*TASK INSTRUCTIONS*. Your job is to copy every line in the material containing the word "will".

───

// Copyright 2020 - developers of the `tlgram` project.
//
// Licensed under the Apache License, Version 2.0 <LICENSE-APACHE or
// https://www.apache.org/licenses/LICENSE-2.0> or the MIT license
// <LICENSE-MIT or https://opensource.org/licenses/MIT>, at your
// option. This file may not be copied, modified, or distributed
// except according to those terms.

//! Code to generate Rust's `enum`'s from TL definitions.

use crate::grouper;
use crate::metadata::Metadata;
use crate::rustifier::{rusty_namespaced_type_name, rusty_ty_name, rusty_variant_name};
use tlgram_tl_parser::tl::{Definition, Type};
use std::io::{self, Write};

/// Writes an enumeration listing all types such as the following rust code:
///
/// ```ignore
/// pub enum Name {
///     Variant(crate::types::Name),
/// }
/// ```
fn write_enum<W: Write>(
    file: &mut W,
    indent: &str,
    ty: &Type,
    metadata: &Metadata,
) -> io::Result<()> {
    if cfg!(feature = "impl-debug") {
        writeln!(file, "{}#[derive(Debug)]", indent)?;
    }

    writeln!(file, "{}#[derive(PartialEq)]", indent)?;
    writeln!(file, "{}pub enum {} {{", indent, rusty_ty_name(ty))?;
    for d in metadata.defs_with_type(ty) {
        write!(file, "{}    {}(", indent, rusty_variant_name(d))?;

        if metadata.is_recursive_def(d) {
            write!(file, "Box<")?;
        }
        write!(file, "{}", rusty_namespaced_type_name(&d))?;
        if metadata.is_recursive_def(d) {
            write!(file, ">")?;
        }

        writeln!(file, "),")?;
    }
    writeln!(file, "{}}}", indent)?;
    Ok(())
}

/// Defines the `impl Serializable` corresponding to the type definitions:
///
/// ```ignore
/// impl crate::Serializable for Name {
///     fn serialize<B: std::io::Write>(&self, buf: &mut B) -> std::io::Result<()> {
///         use crate::Identifiable;
///         match self {
///             Self::Variant(x) => {
///                 crate::types::Name::CONSTRUCTOR_ID.serialize(buf)?;
///                 x.serialize(buf)
///             },
///         }
///     }
/// }
/// ```
fn write_serializable<W: Write>(
    file: &mut W,
    indent: &str,
    ty: &Type,
    metadata: &Metadata,
) -> io::Result<()> {
    writeln!(
        file,
        "{}impl crate::Serializable for {} {{",
        indent,
        rusty_ty_name(ty)
    )?;
    writeln!(
        file,
        "{}    fn serialize<B: std::io::Write>(&self, buf: &mut B) -> std::io::Result<()> {{",
        indent
    )?;

    writeln!(file, "{}        use crate::Identifiable;", indent)?;
    writeln!(file, "{}        match self {{", indent)?;
    for d in metadata.defs_with_type(ty) {
        writeln!(
            file,
            "{}            Self::{}(x) => {{",
            indent,
            rusty_variant_name(d)
        )?;
        writeln!(
            file,
            "{}                {}::CONSTRUCTOR_ID.serialize(buf)?;",
            indent,
            rusty_namespaced_type_name(&d)
        )?;
        writeln!(file, "{}                x.serialize(buf)", indent)?;
        writeln!(file, "{}            }},", indent)?;
    }
    writeln!(file, "{}        }}", indent)?;
    writeln!(file, "{}    }}", indent)?;
    writeln!(file, "{}}}", indent)?;
    Ok(())
}

/// Defines the `impl Deserializable` corresponding to the type definitions:
///
/// ```ignore
/// impl crate::Deserializable for Name {
///     fn deserialize<B: std::io::Read>(buf: &mut B) -> std::io::Result<Self> {
///         use crate::Identifiable;
///         Ok(match u32::deserialize(buf)? {
///             crate::types::Name::CONSTRUCTOR_ID => Self::Variant(crate::types::Name::deserialize(buf)?),
///             _ => return Err(std::io::Error::new(std::io::ErrorKind::InvalidData, ...)),
///         })
///     }
/// }
/// ```
fn write_deserializable<W: Write>(
    file: &mut W,
    indent: &str,
    ty: &Type,
    metadata: &Metadata,
) -> io::Result<()> {
    writeln!(
        file,
        "{}impl crate::Deserializable for {} {{",
        indent,
        rusty_ty_name(ty)
    )?;
    writeln!(
        file,
        "{}    fn deserialize<B: std::io::Read>(buf: &mut B) -> std::io::Result<Self> {{",
        indent
    )?;
    writeln!(file, "{}        use crate::Identifiable;", indent)?;
    writeln!(file, "{}        let id = u32::deserialize(buf)?;", indent)?;
    writeln!(file, "{}        Ok(match id {{", indent)?;
    for d in metadata.defs_with_type(ty) {
        write!(
            file,
            "{}            {}::CONSTRUCTOR_ID => Self::{}(",
            indent,
            rusty_namespaced_type_name(&d),
            rusty_variant_name(d),
        )?;

        if metadata.is_recursive_def(d) {
            write!(file, "Box::new(")?;
        }
        write!(
            file,
            "{}::deserialize(buf)?",
            rusty_namespaced_type_name(&d)
        )?;
        if metadata.is_recursive_def(d) {
            write!(file, ")")?;
        }
        writeln!(file, "),")?;
    }
    writeln!(
        file,
        "{}            _ => return Err(std::io::Error::new(std::io::ErrorKind::InvalidData, \
         crate::errors::UnexpectedConstructor {{ id }})),",
        indent
    )?;
    writeln!(file, "{}        }})", indent)?;
    writeln!(file, "{}    }}", indent)?;
    writeln!(file, "{}}}", indent)?;
    Ok(())
}

/// Defines the `impl From` corresponding to the definition:
///
/// ```ignore
/// impl impl From<Name> for Enum {
/// }
/// ```
fn write_impl_from<W: Write>(
    file: &mut W,
    indent: &str,
    ty: &Type,
    metadata: &Metadata,
) -> io::Result<()> {
    for def in metadata.defs_with_type(ty) {
        writeln!(
            file,
            "{}impl From<{}> for {} {{",
            indent,
            rusty_namespaced_type_name(def),
            rusty_ty_name(ty),
        )?;
        writeln!(
            file,
            "{}    fn from(x: {}) -> Self {{",
            indent,
            rusty_namespaced_type_name(def),
        )?;
        writeln!(
            file,
            "{}        {cls}::{variant}({box_}x{paren})",
            indent,
            cls = rusty_ty_name(ty),
            box_ = if metadata.is_recursive_def(def) {
                "Box::new("
            } else {
                ""
            },
            variant = rusty_variant_name(def),
            paren = if metadata.is_recursive_def(def) {
                ")"
            } else {
                ""
            },
        )?;
        writeln!(file, "{}    }}", indent)?;
        writeln!(file, "{}}}", indent)?;
    }
    Ok(())
}

/// Writes an entire definition as Rust code (`enum` and `impl`).
fn write_definition<W: Write>(
    file: &mut W,
    indent: &str,
    ty: &Type,
    metadata: &Metadata,
) -> io::Result<()> {
    write_enum(file, indent, ty, metadata)?;
    write_serializable(file, indent, ty, metadata)?;
    write_deserializable(file, indent, ty, metadata)?;
    if cfg!(feature = "impl-from-type") {
        write_impl_from(file, indent, ty, metadata)?;
    }
    Ok(())
}

/// Write the entire module dedicated to enums.
pub(crate) fn write_enums_mod<W: Write>(
    mut file: &mut W,
    definitions: &[Definition],
    metadata: &Metadata,
) -> io::Result<()> {
    // Begin outermost mod
    write!(
        file,
        "\
         /// This module contains all of the boxed types, each\n\
         /// represented by a `enum`. All of them implement\n\
         /// [`Serializable`] and [`Deserializable`].\n\
         ///\n\
         /// [`Serializable`]: /tlgram_tl_types/trait.Serializable.html\n\
         /// [`Deserializable`]: /tlgram_tl_types/trait.Deserializable.html\n\
         #[allow(clippy::large_enum_variant)]\n\
         pub mod enums {{\n\
         "
    )?;

    let grouped = grouper::group_types_by_ns(definitions);
    let mut sorted_keys: Vec<&Option<String>> = grouped.keys().collect();
    sorted_keys.sort();
    for key in sorted_keys.into_iter() {
        // Begin possibly inner mod
        let indent = if let Some(ns) = key {
            writeln!(file, "    #[allow(clippy::large_enum_variant)]")?;
            writeln!(file, "    pub mod {} {{", ns)?;
            "        "
        } else {
            "    "
        };

        for ty in grouped[key].iter() {
            write_definition(&mut file, indent, ty, metadata)?;
        }

        // End possibly inner mod
        if key.is_some() {
            writeln!(file, "    }}")?;
        }
    }

    // End outermost mod
    writeln!(file, "}}")
}
// Copyright 2020 - developers of the `tlgram` project.
//
// Licensed under the Apache License, Version 2.0 <LICENSE-APACHE or
// https://www.apache.org/licenses/LICENSE-2.0> or the MIT license
// <LICENSE-MIT or https://opensource.org/licenses/MIT>, at your
// option. This file may not be copied, modified, or distributed
// except according to those terms.
use crate::types::{Chat, User};
use tlgram_session::Peer;
use tlgram_tl_types as tl;
use std::collections::HashMap;
use std::sync::Arc;

/// Helper structure to efficiently retrieve chats via their peer.
///
/// A lot of responses include the chats related to them in the form of a list of users
/// and chats, making it annoying to extract a specific chat. This structure lets you
/// save those separate vectors in a single place and query them by using a `Peer`.
pub struct ChatMap {
    map: HashMap<Peer, Chat>,
}

impl ChatMap {
    /// Create a new chat set.
    pub fn new<U, C>(users: U, chats: C) -> Arc<Self>
    where
        U: IntoIterator<Item = tl::enums::User>,
        C: IntoIterator<Item = tl::enums::Chat>,
    {
        Arc::new(Self {
            map: users
                .into_iter()
                .map(Chat::from_user)
                .chain(chats.into_iter().map(Chat::from_raw))
                .map(|chat| (Peer::from(chat.peer()).with_auth(0), chat))
                .collect(),
        })
    }

    /// Create a new empty chat set.
    pub fn empty() -> Arc<Self> {
        Arc::new(Self {
            map: HashMap::new(),
        })
    }

    pub fn single(chat: Chat) -> Arc<Self> {
        let mut map = HashMap::new();
        map.insert(Peer::from(chat.peer()), chat);
        Arc::new(Self { map })
    }

    /// Retrieve the full `Chat` object given its `Peer`.
    pub fn get(&self, peer: &tl::enums::Peer) -> Option<&Chat> {
        self.map.get(&peer.clone().into())
    }

    /// Take the full `Chat` object given its `Peer` and remove it from the map.
    pub fn remove(&mut self, peer: &tl::enums::Peer) -> Option<Chat> {
        self.map.remove(&peer.clone().into())
    }

    pub(crate) fn remove_user(&mut self, user_id: i64) -> Option<User> {
        self.map
            .remove(&Peer::user(user_id))
            .map(|chat| match chat {
                Chat::User(user) => user,
                _ => unreachable!(),
            })
    }

    /// Iterate over the peers and chats in the map.
    pub fn iter(&self) -> impl Iterator<Item = (Peer, &Chat)> {
        self.map.iter().map(|(k, v)| (*k, v))
    }

    /// Iterate over the chats in the map.
    pub fn iter_chats(&self) -> impl Iterator<Item = &Chat> {
        self.map.values()
    }
}
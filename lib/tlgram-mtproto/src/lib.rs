// Copyright 2020 - developers of the `tlgram` project.
//
// Licensed under the Apache License, Version 2.0 <LICENSE-APACHE or
// https://www.apache.org/licenses/LICENSE-2.0> or the MIT license
// <LICENSE-MIT or https://opensource.org/licenses/MIT>, at your
// option. This file may not be copied, modified, or distributed
// except according to those terms.

//! This library is an implementation of the [Mobile Transport Protocol].
//!
//! It is capable of efficiently packing enqueued requests into message
//! containers to later be encrypted and transmitted, and processing the
//! server responses to maintain a correct state. Use [`authentication`] to
//! generate an authorization key, and [`mtp`] to exchange requests and
//! responses once one is available. [`transport`] packs the resulting bytes
//! for transmission over TCP.
//!
//! [Mobile Transport Protocol]: https://core.telegram.org/mtproto

pub mod authentication;
pub mod errors;
mod manual_tl;
pub mod mtp;
pub mod transport;
mod utils;

/// The default compression threshold to be used.
///
/// Outgoing messages larger than this many bytes will be compressed with
/// gzip before being sent, provided doing so would not make them larger.
pub const DEFAULT_COMPRESSION_THRESHOLD: Option<usize> = Some(512);

/// A Message Identifier.
///
/// When requests are enqueued, a new associated message identifier is
/// returned. As server responses get processed, some of them will be a
/// response to a previous request: match the identifier returned by
/// [`mtp::Mtp::push`] against the ones in [`mtp::Deserialization::rpc_results`]
/// to find out which.
#[derive(Copy, Clone, Debug, Hash, PartialEq, Eq)]
pub struct MsgId(i64);
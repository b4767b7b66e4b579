// Copyright 2020 - developers of the `tlgram` project.
//
// Licensed under the Apache License, Version 2.0 <LICENSE-APACHE or
// https://www.apache.org/licenses/LICENSE-2.0> or the MIT license
// <LICENSE-MIT or https://opensource.org/licenses/MIT>, at your
// option. This file may not be copied, modified, or distributed
// except according to those terms.

//! End-to-end encrypted "secret chats".
//!
//! The handshake and per-message sequencing live in `tlgram-secret`; this module is
//! only responsible for turning that crate's outputs into the RPCs Telegram expects
//! and for routing the four encrypted-chat updates back into a [`SecretChat`].

use tlgram_mtsender::InvocationError;
use tlgram_secret::{DecryptedMessage, DecryptedMessageAction, IncomingMessage, SecretChat};
use tlgram_tl_types as tl;

use super::Client;
use crate::types::Update;
use crate::utils::generate_random_id;

/// Outgoing secret chat traffic queued by [`Client::convert_update`] for [`Client::next_update`]
/// to actually send, since converting an update cannot itself await an RPC.
pub(crate) struct PendingSecretAction {
    chat_id: i32,
    random_id: i64,
    data: Vec<u8>,
    /// Whether this was built via `encrypt_action` (and so belongs on `sendEncryptedService`)
    /// rather than being a verbatim resend of an original `sendEncrypted` payload.
    service: bool,
}

/// A tracked secret chat together with the `access_hash` Telegram assigned it.
///
/// Every `InputEncryptedChat` the API expects needs both fields, so they travel together
/// instead of making every method on [`Client`] take the hash as a separate argument.
pub(crate) struct SecretChatEntry {
    pub chat: SecretChat,
    pub access_hash: i64,
}

impl SecretChatEntry {
    fn input(&self) -> tl::enums::InputEncryptedChat {
        tl::types::InputEncryptedChat {
            chat_id: self.chat.id(),
            access_hash: self.access_hash,
        }
        .into()
    }
}

/// An incoming secret chat request that has not been accepted yet.
///
/// Kept separate from [`SecretChatEntry`] because building the actual `SecretChat` needs the
/// current DH parameters, which requires a network round-trip `convert_update` cannot make.
pub(crate) struct PendingSecretChat {
    pub admin_id: i64,
    pub access_hash: i64,
    pub g_a: Vec<u8>,
}

/// Cached `(g, p)` pair handed out by `messages.getDhConfig`, refreshed whenever the
/// server reports a newer `version`.
pub(crate) struct DhConfig {
    pub version: i32,
    pub g: i32,
    pub p: Vec<u8>,
}

/// Error returned by secret chat operations that is not simply an [`InvocationError`].
#[derive(Debug)]
pub enum SecretChatError {
    /// No secret chat with the given identifier is currently tracked by this client.
    UnknownChat(i32),
    /// The key exchange failed (bad prime, corrupted `g_a`/`g_b`, and the like).
    Handshake(tlgram_secret::HandshakeError),
    /// The server claimed the DH config was unchanged before we had ever fetched one.
    NoDhConfig,
    /// A PFS re-key could not be started or could not be applied to an incoming action.
    KeyExchange(tlgram_secret::KeyExchangeError),
    Invocation(InvocationError),
}

impl std::fmt::Display for SecretChatError {
    fn fmt(&self, f: &mut std::fmt::Formatter<'_>) -> std::fmt::Result {
        match self {
            Self::UnknownChat(id) => write!(f, "unknown secret chat {}", id),
            Self::Handshake(e) => write!(f, "secret chat handshake error: {}", e),
            Self::NoDhConfig => write!(f, "server reported dhConfigNotModified on first request"),
            Self::KeyExchange(e) => write!(f, "secret chat key exchange error: {}", e),
            Self::Invocation(e) => write!(f, "{}", e),
        }
    }
}

impl std::error::Error for SecretChatError {}

impl From<InvocationError> for SecretChatError {
    fn from(e: InvocationError) -> Self {
        Self::Invocation(e)
    }
}

impl From<tlgram_secret::HandshakeError> for SecretChatError {
    fn from(e: tlgram_secret::HandshakeError) -> Self {
        Self::Handshake(e)
    }
}

impl From<tlgram_secret::KeyExchangeError> for SecretChatError {
    fn from(e: tlgram_secret::KeyExchangeError) -> Self {
        Self::KeyExchange(e)
    }
}
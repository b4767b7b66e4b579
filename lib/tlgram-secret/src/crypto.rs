// Copyright 2020 - developers of the `tlgram` project.
//
// Licensed under the Apache License, Version 2.0 <LICENSE-APACHE or
// https://www.apache.org/licenses/LICENSE-2.0> or the MIT license
// <LICENSE-MIT or https://opensource.org/licenses/MIT>, at your
// option. This file may not be copied, modified, or distributed
// except according to those terms.

//! The layer-v1 message key schedule used by secret chats.
//!
//! Secret chats never adopted MTProto 2.0's `calc_key`: every client still
//! derives `aes_key`/`aes_iv` from four interleaved SHA1 digests of the
//! 256-byte chat key, the same algorithm the plain MTProto 1.0 transport
//! used before it was replaced. There is deliberately no `x` client/server
//! offset here, unlike [`tlgram_crypto`]'s `calc_key`: the chat key itself,
//! not the side performing the operation, picks which half is used.

use getrandom::getrandom;
use tlgram_crypto::{decrypt_ige, encrypt_ige, sha1};

/// Number of bytes of the shared secret used to key a secret chat, matching
/// the authorization key size it is generated to resemble.
pub const KEY_SIZE: usize = 256;

/// `key` and `iv` derived from a 256-byte chat key and a 16-byte message key.
fn calc_key_iv_v1(key: &[u8; KEY_SIZE], msg_key: &[u8; 16]) -> ([u8; 32], [u8; 32]) {
    let sha1a = sha1!(msg_key, &key[0..32]);
    let sha1b = sha1!(&key[32..48], msg_key, &key[48..64]);
    let sha1c = sha1!(&key[64..96], msg_key);
    let sha1d = sha1!(msg_key, &key[96..128]);

    let mut aes_key = [0u8; 32];
    aes_key[0..8].copy_from_slice(&sha1a[0..8]);
    aes_key[8..20].copy_from_slice(&sha1b[8..20]);
    aes_key[20..32].copy_from_slice(&sha1c[4..16]);

    let mut aes_iv = [0u8; 32];
    aes_iv[0..12].copy_from_slice(&sha1a[8..20]);
    aes_iv[12..20].copy_from_slice(&sha1b[0..8]);
    aes_iv[20..24].copy_from_slice(&sha1c[16..20]);
    aes_iv[24..32].copy_from_slice(&sha1d[0..8]);

    (aes_key, aes_iv)
}

/// The message key is the middle 16 bytes (offset 4..20) of the SHA1 of the
/// 4-byte little-endian content length followed by the content itself. The
/// random padding appended purely for block alignment is deliberately left
/// out of this hash, mirroring the reference client: the receiver recomputes
/// it only over the `x` bytes its decrypted length field claims.
fn msg_key_v1(len_prefixed_content: &[u8]) -> [u8; 16] {
    let digest = sha1!(len_prefixed_content);
    let mut key = [0u8; 16];
    key.copy_from_slice(&digest[4..20]);
    key
}

/// The lower 64 bits of SHA1(key), used by both sides to agree on which
/// 256-byte secret a message was encrypted with.
pub fn key_fingerprint(key: &[u8; KEY_SIZE]) -> i64 {
    let digest = sha1!(key);
    let mut bytes = [0u8; 8];
    bytes.copy_from_slice(&digest[12..20]);
    i64::from_le_bytes(bytes)
}

/// Encrypts `payload` (an already-serialized `decryptedMessageLayer`) under
/// `key`, returning `message_key (16 bytes) || ciphertext`. The caller is
/// responsible for prefixing the resulting bytes with the key's fingerprint.
pub fn encrypt_layer_v1(key: &[u8; KEY_SIZE], payload: &[u8]) -> Vec<u8> {
    let mut content = Vec::with_capacity(4 + payload.len());
    content.extend_from_slice(&(payload.len() as u32).to_le_bytes());
    content.extend_from_slice(payload);

    let msg_key = msg_key_v1(&content);

    // The reference padding range is 15-27 random bytes of obfuscation on
    // top of whatever block alignment demands; round up to the next 16-byte
    // boundary after that so the IGE cipher never has to pad on our behalf.
    let mut pad_len = 15 + (random_byte() % 13) as usize;
    while (content.len() + pad_len) % 16 != 0 {
        pad_len += 1;
    }
    let mut padding = vec![0u8; pad_len];
    getrandom(&mut padding).expect("failed to generate secret chat padding");
    content.extend_from_slice(&padding);

    let (aes_key, aes_iv) = calc_key_iv_v1(key, &msg_key);
    let ciphertext = encrypt_ige(&content, &aes_key, &aes_iv);

    let mut out = Vec::with_capacity(16 + ciphertext.len());
    out.extend_from_slice(&msg_key);
    out.extend_from_slice(&ciphertext);
    out
}

/// Decrypts `message_key || ciphertext` (as produced by [`encrypt_layer_v1`])
/// under `key`, returning the serialized `decryptedMessageLayer` payload with
/// its padding stripped. Returns `None` if the recomputed message key does
/// not match, which signals either data corruption or the wrong key.
pub fn decrypt_layer_v1(key: &[u8; KEY_SIZE], msg_key_and_ciphertext: &[u8]) -> Option<Vec<u8>> {
    if msg_key_and_ciphertext.len() < 16 {
        return None;
    }
    let mut msg_key = [0u8; 16];
    msg_key.copy_from_slice(&msg_key_and_ciphertext[..16]);
    let ciphertext = &msg_key_and_ciphertext[16..];
    if ciphertext.is_empty() || ciphertext.len() % 16 != 0 {
        return None;
    }

    let (aes_key, aes_iv) = calc_key_iv_v1(key, &msg_key);
    let content = decrypt_ige(ciphertext, &aes_key, &aes_iv);
    if content.len() < 4 {
        return None;
    }

    let mut len_bytes = [0u8; 4];
    len_bytes.copy_from_slice(&content[..4]);
    let len = u32::from_le_bytes(len_bytes) as usize;
    if len % 4 != 0 || 4 + len > content.len() {
        return None;
    }

    if msg_key_v1(&content[..4 + len]) != msg_key {
        return None;
    }

    Some(content[4..4 + len].to_vec())
}

fn random_byte() -> u8 {
    let mut b = [0u8; 1];
    getrandom(&mut b).expect("failed to generate a random byte");
    b[0]
}

#[cfg(test)]
mod tests {
    use super::*;

    fn test_key() -> [u8; KEY_SIZE] {
        let mut key = [0u8; KEY_SIZE];
        key.iter_mut().enumerate().for_each(|(i, b)| *b = i as u8);
        key
    }

    #[test]
    fn encrypt_then_decrypt_round_trips() {
        let key = test_key();
        let payload = b"a serialized decryptedMessageLayer would go here".to_vec();
        let wire = encrypt_layer_v1(&key, &payload);
        let decrypted = decrypt_layer_v1(&key, &wire).expect("decryption should succeed");
        assert_eq!(decrypted, payload);
    }

    #[test]
    fn decrypt_rejects_wrong_key() {
        let key = test_key();
        let mut other_key = test_key();
        other_key[0] ^= 0xff;

        let wire = encrypt_layer_v1(&key, b"hello");
        assert_eq!(decrypt_layer_v1(&other_key, &wire), None);
    }

    #[test]
    fn decrypt_rejects_truncated_input() {
        let key = test_key();
        assert_eq!(decrypt_layer_v1(&key, &[0u8; 4]), None);
    }

    #[test]
    fn key_fingerprint_is_stable_for_same_key() {
        let key = test_key();
        assert_eq!(key_fingerprint(&key), key_fingerprint(&key));

        let mut other = test_key();
        other[0] ^= 1;
        assert_ne!(key_fingerprint(&key), key_fingerprint(&other));
    }
}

───

*TASK RESPONSE*.
/// Outgoing messages larger than this many bytes will be compressed with
/// returned. As server responses get processed, some of them will be a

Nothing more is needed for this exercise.